Siamo tutti verosimilmente in grado di provare tristezza ad un certo punto. Ognuno può sentire questo vuoto nostalgico e dove vengono introdotti i ricordi di ieri, facendoci vedere il presente con un alone di dolore. Generalmente, questi stati sono puntuali e limitati nel tempo. Gli psicologi ci ricordano che sebbene la tristezza sia spesso tradotta da un effetto alone (copre tutto), può permettere ad altri affetti, altri pensieri e altre motivazioni di emergere.

Quando la malinconia si deposita nelle nostre vite, non lascia spazio a nient'altro. La persona smette di provare piacere, curiosità, interesse … Silber, Rey, Savard e Post (1980) definiscono lo stato malinconico come "inaccessibilità emotiva". In effetti, la persona ha la chiara impossibilità di provare qualsiasi tipo di affetto e persino di tristezza. Di fatto, si affronta una completa alterazione emotiva.

D'altra parte, vale la pena menzionare un fatto ancora più importante. Nella nuova edizione del DSM-5 (Manuale diagnostico e statistico dei disturbi mentali), la melanconia sembra essere descritta come un sottotipo di depressione maggiore. Coloro che non sono d'accordo con questa classificazione preferiscono vederlo come un disturbo emotivo assimilabile e separabile alla depressione. Qualunque cosa sia, dobbiamo ricordare che abbiamo a che fare con un disturbo depressivo con caratteristiche piuttosto chiare. Introduciamoli seguendo.

Quali sintomi presenta la melanconia?

Come abbiamo detto sopra, la caratteristica principale di una persona malinconica è l'incapacità di provare l'affetto. Non c'è profitto, nessun interesse, nessuna emozione associata alla tristezza e che potrebbe provocare lacrime o l'espressione del malessere. La malinconia è quiete, vuoto e nebbia permanente che la persona non può definire.

  • uno evidenzia anche il ritardo psicomotorio, la difficoltà di ragionamento, l'esaurimento fisico e mentale permanente.
  • Un'altra caratteristica comune è l'incapacità di spiegare lo stato, di connettersi con la realtà interiore e di essere in grado di comunicare mettendo le parole sulla situazione, sul sentimento.

Infine, un fatto che generalmente distingue la depressione malinconica dalle altre depressioni è l'impossibilità di pensare. In altri disturbi depressivi, i pazienti sperimentano un gran numero di pensieri nervosi, ossessivi o estenuanti che a volte portano a un'idea suicidaria.

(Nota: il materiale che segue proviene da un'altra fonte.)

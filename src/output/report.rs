//! Report structures built from analysis results

use crate::processing::context::SkillLevel;
use crate::processing::dictionary::{SkillCategory, Subcategory};
use crate::processing::extractor::{ResumeSkillProfile, ResumeSummary, SkillMention};
use crate::processing::job_analyzer::{JobAnalysis, JobSkillMention, JobSummary, RequirementSection};
use crate::processing::scorer::{MatchResult, MatchStats, Recommendation};
use chrono::{DateTime, Utc};
use serde::{Deserialize, Serialize};
use std::time::Duration;

/// Report metadata
#[derive(Debug, Clone, Serialize, Deserialize)]
pub struct ReportMetadata {
    /// When the report was generated
    pub generated_at: DateTime<Utc>,

    /// Version of the matcher used
    pub matcher_version: String,

    /// Documents analyzed, in command-line order
    pub source_files: Vec<String>,

    /// Total processing time
    pub processing_time_ms: u64,

    /// Embedding model used for the semantic pass, if any
    pub embedding_model: Option<String>,
}

impl ReportMetadata {
    pub fn new(source_files: Vec<String>, processing_time: Duration, embedding_model: Option<String>) -> Self {
        Self {
            generated_at: Utc::now(),
            matcher_version: env!("CARGO_PKG_VERSION").to_string(),
            source_files,
            processing_time_ms: processing_time.as_millis() as u64,
            embedding_model,
        }
    }
}

/// One detected skill as shown in a resume report
#[derive(Debug, Clone, Serialize, Deserialize)]
pub struct SkillEntry {
    pub name: String,
    pub category: SkillCategory,
    pub subcategory: Subcategory,
    pub level: SkillLevel,
    pub confidence: f32,
    pub matched_text: String,
    /// How the skill was recognized (exact, acronym, fuzzy, semantic)
    pub match_kind: String,
    pub context: String,
}

impl From<&SkillMention> for SkillEntry {
    fn from(mention: &SkillMention) -> Self {
        Self {
            name: mention.skill.name.clone(),
            category: mention.skill.category,
            subcategory: mention.skill.subcategory,
            level: mention.skill_level,
            confidence: mention.confidence,
            matched_text: mention.matched_text.clone(),
            match_kind: mention.source.label().to_string(),
            context: mention.context.text.trim().to_string(),
        }
    }
}

#[derive(Debug, Clone, Serialize, Deserialize)]
pub struct JobSkillEntry {
    pub name: String,
    pub category: SkillCategory,
    pub importance: f32,
    pub mention_count: usize,
    pub section: RequirementSection,
    pub level: SkillLevel,
}

impl From<&JobSkillMention> for JobSkillEntry {
    fn from(skill: &JobSkillMention) -> Self {
        Self {
            name: skill.mention.skill.name.clone(),
            category: skill.mention.skill.category,
            importance: skill.importance,
            mention_count: skill.mention_count,
            section: skill.section,
            level: skill.mention.skill_level,
        }
    }
}

#[derive(Debug, Clone, Serialize, Deserialize)]
pub struct ResumeReport {
    pub summary: ResumeSummary,
    pub skills: Vec<SkillEntry>,
    pub metadata: ReportMetadata,
}

impl ResumeReport {
    pub fn new(profile: &ResumeSkillProfile, top_n: usize, metadata: ReportMetadata) -> Self {
        Self {
            summary: profile.summary(top_n),
            skills: profile.mentions().iter().map(SkillEntry::from).collect(),
            metadata,
        }
    }
}

#[derive(Debug, Clone, Serialize, Deserialize)]
pub struct JobReport {
    pub summary: JobSummary,
    pub skills: Vec<JobSkillEntry>,
    pub key_phrases: Vec<String>,
    pub metadata: ReportMetadata,
}

impl JobReport {
    pub fn new(analysis: &JobAnalysis, metadata: ReportMetadata) -> Self {
        Self {
            summary: analysis.summary.clone(),
            skills: analysis.skills.skills().iter().map(JobSkillEntry::from).collect(),
            key_phrases: analysis.key_phrases.clone(),
            metadata,
        }
    }
}

#[derive(Debug, Clone, Serialize, Deserialize)]
pub struct MatchedSkillEntry {
    pub name: String,
    pub job_importance: f32,
    pub resume_confidence: f32,
    pub match_quality: f32,
    pub resume_level: SkillLevel,
}

#[derive(Debug, Clone, Serialize, Deserialize)]
pub struct GapEntry {
    pub name: String,
    pub importance: f32,
    /// HIGH / MEDIUM / LOW
    pub priority: String,
    pub critical: bool,
}

#[derive(Debug, Clone, Serialize, Deserialize)]
pub struct ExtraSkillEntry {
    pub name: String,
    pub confidence: f32,
}

/// Percentages shown in match reports
#[derive(Debug, Clone, Copy, Serialize, Deserialize)]
pub struct ScoreBreakdown {
    pub overall_percentage: u8,
    pub importance_percentage: u8,
    pub coverage_percentage: u8,
}

impl ScoreBreakdown {
    fn from_result(result: &MatchResult) -> Self {
        Self {
            overall_percentage: to_percentage(result.overall_score),
            importance_percentage: to_percentage(result.importance_score),
            coverage_percentage: to_percentage(result.coverage_score),
        }
    }
}

#[derive(Debug, Clone, Serialize, Deserialize)]
pub struct MatchReport {
    pub scores: ScoreBreakdown,
    pub overall_score: f32,
    pub recommendation: Recommendation,
    pub stats: MatchStats,
    pub matches: Vec<MatchedSkillEntry>,
    pub missing_skills: Vec<GapEntry>,
    pub extra_skills: Vec<ExtraSkillEntry>,
    pub resume_summary: ResumeSummary,
    pub job_summary: JobSummary,
    pub metadata: ReportMetadata,
}

impl MatchReport {
    pub fn new(
        result: &MatchResult,
        resume: &ResumeSkillProfile,
        job: &JobAnalysis,
        top_n: usize,
        metadata: ReportMetadata,
    ) -> Self {
        let matches = result
            .matches
            .iter()
            .map(|m| MatchedSkillEntry {
                name: m.skill_name.clone(),
                job_importance: m.job_importance,
                resume_confidence: m.resume_confidence,
                match_quality: m.match_quality,
                resume_level: m.resume_level,
            })
            .collect();

        let missing_skills = result
            .missing_skills
            .iter()
            .map(|m| GapEntry {
                name: m.skill_name.clone(),
                importance: m.importance,
                priority: m.priority().to_string(),
                critical: m.is_critical(),
            })
            .collect();

        let extra_skills = result
            .extra_skills
            .iter()
            .map(|e| ExtraSkillEntry {
                name: e.skill_name.clone(),
                confidence: e.confidence,
            })
            .collect();

        Self {
            scores: ScoreBreakdown::from_result(result),
            overall_score: result.overall_score,
            recommendation: result.recommendation(),
            stats: result.stats,
            matches,
            missing_skills,
            extra_skills,
            resume_summary: resume.summary(top_n),
            job_summary: job.summary.clone(),
            metadata,
        }
    }
}

/// Any report the CLI can render
#[derive(Debug, Clone, Serialize, Deserialize)]
#[serde(tag = "report", rename_all = "snake_case")]
pub enum Report {
    Resume(ResumeReport),
    Job(JobReport),
    Match(MatchReport),
}

impl Report {
    pub fn metadata(&self) -> &ReportMetadata {
        match self {
            Report::Resume(r) => &r.metadata,
            Report::Job(r) => &r.metadata,
            Report::Match(r) => &r.metadata,
        }
    }

    pub fn kind(&self) -> &'static str {
        match self {
            Report::Resume(_) => "resume",
            Report::Job(_) => "job",
            Report::Match(_) => "match",
        }
    }
}

pub(crate) fn to_percentage(score: f32) -> u8 {
    (score.clamp(0.0, 1.0) * 100.0).round() as u8
}

#[cfg(test)]
mod tests {
    use super::*;
    use crate::config::ExtractionConfig;
    use crate::processing::extractor::SkillExtractor;
    use crate::processing::job_analyzer::JobRequirementsAnalyzer;
    use crate::processing::registry::SkillRegistry;
    use crate::processing::scorer::MatchScorer;
    use std::sync::Arc;

    fn metadata() -> ReportMetadata {
        ReportMetadata::new(vec!["resume.txt".to_string()], Duration::from_millis(12), None)
    }

    #[test]
    fn test_match_report_from_analysis() {
        let registry = Arc::new(SkillRegistry::new());
        let extractor = SkillExtractor::new(registry.clone(), ExtractionConfig::default());
        let analyzer = JobRequirementsAnalyzer::new(registry, ExtractionConfig::default());

        let resume = extractor.extract_resume("Expert in Python and Docker.");
        let job = analyzer.analyze("Required: Python and Kubernetes.");
        let result = MatchScorer::new().score(&resume, &job.skills);

        let report = MatchReport::new(&result, &resume, &job, 5, metadata());
        assert_eq!(report.stats.matched_skills, 1);
        assert_eq!(report.matches[0].name, "Python");
        assert_eq!(report.missing_skills[0].name, "Kubernetes");
        assert_eq!(report.missing_skills[0].priority, "HIGH");
        assert!(report.missing_skills[0].critical);
        assert_eq!(report.scores.overall_percentage, to_percentage(result.overall_score));
        assert_eq!(report.metadata.processing_time_ms, 12);
    }

    #[test]
    fn test_resume_report_entries() {
        let registry = Arc::new(SkillRegistry::new());
        let extractor = SkillExtractor::new(registry, ExtractionConfig::default());
        let profile = extractor.extract_resume("Advanced knowledge of Kubernetse.");

        let report = ResumeReport::new(&profile, 3, metadata());
        assert_eq!(report.skills.len(), 1);
        assert_eq!(report.skills[0].name, "Kubernetes");
        assert_eq!(report.skills[0].match_kind, "fuzzy");
        assert_eq!(report.skills[0].level, SkillLevel::Expert);
    }

    #[test]
    fn test_report_serializes_with_kind_tag() {
        let report = Report::Resume(ResumeReport::new(&ResumeSkillProfile::default(), 3, metadata()));
        let json = serde_json::to_value(&report).unwrap();
        assert_eq!(json["report"], "resume");
        assert_eq!(report.kind(), "resume");
        assert_eq!(to_percentage(0.581), 58);
        assert_eq!(to_percentage(1.7), 100);
    }
}
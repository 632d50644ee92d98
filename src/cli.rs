//! CLI interface for the skill matcher

use crate::config::OutputFormat;
use crate::processing::dictionary::SkillCategory;
use clap::{Args, Parser, Subcommand};
use std::path::{Path, PathBuf};

/// Extensions accepted for resumes and job postings
pub const SUPPORTED_EXTENSIONS: &[&str] = &["txt", "md", "markdown"];

#[derive(Parser)]
#[command(name = "skill-matcher")]
#[command(about = "Skill extraction and resume-to-job compatibility scoring")]
#[command(
    long_about = "Extract skills from resumes and job postings with exact, acronym, fuzzy and optional semantic matching, then score how well a resume covers a job's requirements"
)]
pub struct Cli {
    #[command(subcommand)]
    pub command: Commands,

    /// Enable verbose logging
    #[arg(short, long, global = true)]
    pub verbose: bool,

    /// Configuration file path
    #[arg(short, long, global = true)]
    pub config: Option<PathBuf>,
}

/// Options shared by every analysis command
#[derive(Args, Debug, Clone)]
pub struct ReportOptions {
    /// Output format: console, json, markdown (defaults to the configured format)
    #[arg(short, long, value_parser = parse_output_format)]
    pub format: Option<OutputFormat>,

    /// Number of top skills to list
    #[arg(short, long)]
    pub top: Option<usize>,

    /// Also match phrases semantically with the configured embedding model
    #[arg(long)]
    pub semantic: bool,

    /// Show every mention instead of only the summary
    #[arg(short, long)]
    pub detailed: bool,

    /// Save output to file
    #[arg(short, long)]
    pub save: Option<PathBuf>,
}

#[derive(Subcommand)]
pub enum Commands {
    /// Extract and summarize the skills in a resume
    Resume {
        /// Path to resume file (TXT, MD)
        file: PathBuf,

        #[command(flatten)]
        options: ReportOptions,
    },

    /// Extract job requirements and rank them by importance
    Job {
        /// Path to job description file (TXT, MD)
        file: PathBuf,

        #[command(flatten)]
        options: ReportOptions,
    },

    /// Score a resume against a job description
    Match {
        /// Path to resume file (TXT, MD)
        #[arg(short, long)]
        resume: PathBuf,

        /// Path to job description file (TXT, MD)
        #[arg(short, long)]
        job: PathBuf,

        #[command(flatten)]
        options: ReportOptions,
    },

    /// List the built-in skill taxonomy
    Skills {
        /// Only show one category: technical or soft
        #[arg(long, value_parser = parse_category)]
        category: Option<SkillCategory>,

        /// Show the acronym table instead of skill names
        #[arg(long)]
        acronyms: bool,
    },

    /// Embedding model management commands
    Models {
        #[command(subcommand)]
        action: ModelAction,
    },

    /// Show configuration
    Config {
        #[command(subcommand)]
        action: Option<ConfigAction>,
    },
}

#[derive(Subcommand)]
pub enum ModelAction {
    /// List known embedding models and their download status
    List,

    /// Download an embedding model
    Download {
        /// Model id, display name or HuggingFace repo ID
        model: String,
    },
}

#[derive(Subcommand)]
pub enum ConfigAction {
    /// Show current configuration
    Show,

    /// Reset configuration to defaults
    Reset,

    /// Print the configuration file location
    Path,
}

/// Parse and validate output format
pub fn parse_output_format(format: &str) -> Result<OutputFormat, String> {
    match format.to_lowercase().as_str() {
        "console" => Ok(OutputFormat::Console),
        "json" => Ok(OutputFormat::Json),
        "markdown" | "md" => Ok(OutputFormat::Markdown),
        _ => Err(format!(
            "Invalid output format: {}. Supported: console, json, markdown",
            format
        )),
    }
}

pub fn parse_category(category: &str) -> Result<SkillCategory, String> {
    category.parse().map_err(|e: crate::error::SkillMatcherError| e.to_string())
}

/// Validate file extension
pub fn validate_file_extension(path: &Path, allowed_extensions: &[&str]) -> Result<(), String> {
    match path.extension().and_then(|ext| ext.to_str()) {
        Some(ext) => {
            if allowed_extensions.contains(&ext.to_lowercase().as_str()) {
                Ok(())
            } else {
                Err(format!(
                    "Unsupported file extension: .{}. Allowed: {}",
                    ext,
                    allowed_extensions.join(", ")
                ))
            }
        }
        None => Err("File has no extension".to_string()),
    }
}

Nella malinconia, questo non succede.

Nelle parole dello psicologo Giovanni Stanghellini "Se la depressione maggiore è un naufragio con lo spettatore, la malinconia è paragonabile a un naufragio senza spettatore In effetti, se il depressivo cerca di trovare un significato per la sua depressione, la persona malinconica è chiusa su di lei, vede e non sente nulla.

Malinconia e approccio terapeutico

Il trattamento che una persona malinconica riceverà dipenderà fondamentalmente dalla sua diagnosi. Come sappiamo, non esiste un tipo di depressione. Quando la malinconia appare come categoria descrittiva, possono accadere molte cose. Il primo è che abbiamo a che fare con un paziente affetto da depressione maggiore, depressione malinconica bipolare, sindrome di Cotard o malizia delirante o non delirante.

Tutto dipenderà dalla valutazione data dai professionisti e dal caso particolare del paziente. Nella maggior parte dei casi, la radice di questa condizione clinica è biologica. Le persone rispondono molto bene ai trattamenti farmacologici. La terapia cognitivo-comportamentale è anche una strategia che traduce buoni risultati.

Infine, e nei casi più gravi, come le depressioni profonde, sarà necessario ricorrere al trattamento psichiatrico e un follow-up più stretto e costante. In tutti i casi, siamo di fronte a una condizione psicologica che colpisce il 2% della popolazione e che generalmente risponde bene agli approcci terapeutici che abbiamo attualmente.